San'yas Indigenous Cultural Safety Training, delivered by the Provincial Health Services Authority of BC, is the most widely used cultural safety training program in Canada. Over 200,000 people have completed it. It is free for BC health authority and Ministry of Health employees, accredited by the Royal College of Physicians and Surgeons of Canada (up to 10.0 Section 3 credits), and accredited by the College of Family Physicians of Canada (up to 20 Mainpro+ credits).


Indigenous Peoples

The program covers colonization in Canada, anti-Indigenous racism, stereotyping and discrimination, and the social determinants of Indigenous peoples' health. It is not a one-time checkbox; it is the beginning of an ongoing practice of self-reflection and system change.


The College of Physicians and Surgeons of BC has embedded Indigenous collaboration as a core strategic theme in its 2024–2028 strategic plan, and along with 23 other BC health regulatory bodies signed the Declaration of Commitment to Cultural Safety and Humility in 2017. This is not optional professional development for those who have extra time – it is a professional responsibility.


A Note on Language and Approach


Throughout this post, "Indigenous peoples" has been used as an inclusive term for First Nations, Métis, and Inuit peoples in Canada. When citing specific data, the original study's terminology has been preserved for accuracy. Language matters, and so does acknowledging that Indigenous peoples are not a monolithic group. First Nations, Métis, and Inuit communities each have distinct histories, cultures, languages, and health profiles. Effective care requires curiosity, not assumptions.
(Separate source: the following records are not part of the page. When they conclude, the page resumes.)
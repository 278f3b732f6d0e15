//! Structured error carried inside `result` and `nosub` replies.
//!
//! Handlers return [`DdpError`] to report application failures. The value is
//! serialized verbatim into the reply, so clients always see a stable
//! `error` code plus human-readable `reason` and `message` strings rather
//! than a raw failure payload.

use serde::{Deserialize, Serialize};
use thiserror::Error;

/// Error type tag used when an error is constructed generically.
pub const SERVER_ERROR: &str = "Server.Error";
/// Error type tag used for method lookup failures.
pub const METHOD_ERROR: &str = "Method.Error";

/// Stable code reported when a method name is not registered.
pub const UNKNOWN_METHOD: &str = "unknown-method";
/// Stable code reported when a publication or subscription id is unknown.
pub const UNKNOWN_SUBSCRIPTION: &str = "unknown-subscription";

/// Application-level error reported to the client.
///
/// Values are immutable once built; use the constructors to create them.
#[derive(Clone, Debug, PartialEq, Eq, Serialize, Deserialize, Error)]
#[error("{error}: {reason}")]
pub struct DdpError {
    #[serde(rename = "errorType", default, skip_serializing_if = "String::is_empty")]
    error_type: String,
    error: String,
    #[serde(default, skip_serializing_if = "String::is_empty")]
    reason: String,
    #[serde(default, skip_serializing_if = "String::is_empty")]
    message: String,
}

impl DdpError {
    /// Build an error tagged with [`SERVER_ERROR`].
    ///
    /// ```
    /// use ddpframe::error::DdpError;
    ///
    /// let err = DdpError::new("not-allowed", "Access denied", "Access denied [403]");
    /// assert_eq!(err.error_type(), "Server.Error");
    /// assert_eq!(err.error(), "not-allowed");
    /// ```
    #[must_use]
    pub fn new(
        error: impl Into<String>,
        reason: impl Into<String>,
        message: impl Into<String>,
    ) -> Self {
        Self::with_type(SERVER_ERROR, error, reason, message)
    }

    /// Build an error with an explicit type tag.
    #[must_use]
    pub fn with_type(
        error_type: impl Into<String>,
        error: impl Into<String>,
        reason: impl Into<String>,
        message: impl Into<String>,
    ) -> Self {
        Self {
            error_type: error_type.into(),
            error: error.into(),
            reason: reason.into(),
            message: message.into(),
        }
    }

    /// Error sent when no handler is registered for `method`.
    #[must_use]
    pub fn unknown_method(method: &str) -> Self {
        Self::with_type(
            METHOD_ERROR,
            UNKNOWN_METHOD,
            format!("Method '{method}' not found"),
            format!("Method '{method}' not found [{UNKNOWN_METHOD}]"),
        )
    }

    /// Error sent when no publication is registered under `name`.
    #[must_use]
    pub fn unknown_subscription(name: &str) -> Self {
        Self::new(
            UNKNOWN_SUBSCRIPTION,
            format!("Subscription '{name}' not found"),
            format!("Subscription '{name}' not found [{UNKNOWN_SUBSCRIPTION}]"),
        )
    }

    /// Error sent when `unsub` names a subscription id that is not open.
    #[must_use]
    pub fn unknown_subscription_id(id: &str) -> Self {
        Self::new(
            UNKNOWN_SUBSCRIPTION,
            format!("Subscription ID '{id}' not found"),
            format!("Subscription ID '{id}' not found [{UNKNOWN_SUBSCRIPTION}]"),
        )
    }

    #[must_use]
    pub fn error_type(&self) -> &str { &self.error_type }

    #[must_use]
    pub fn error(&self) -> &str { &self.error }

    #[must_use]
    pub fn reason(&self) -> &str { &self.reason }

    #[must_use]
    pub fn message(&self) -> &str { &self.message }
}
It is also important to resist a purely deficit-based framing. Research in First Nations communities on-reserve has found that 44% of First Nations individuals with diabetes report being in good health – a finding that speaks to the resilience and self-determination of communities managing significant adversity. Culture, land, language, and community connection are protective factors, not just background context.


Resources for Providers and Patients




The T2D Network is committed to supporting equitable, culturally safe diabetes care across British Columbia. Content reviewed for clinical accuracy. For more resources, visit t2dnetwork.ca/indigenous-resources.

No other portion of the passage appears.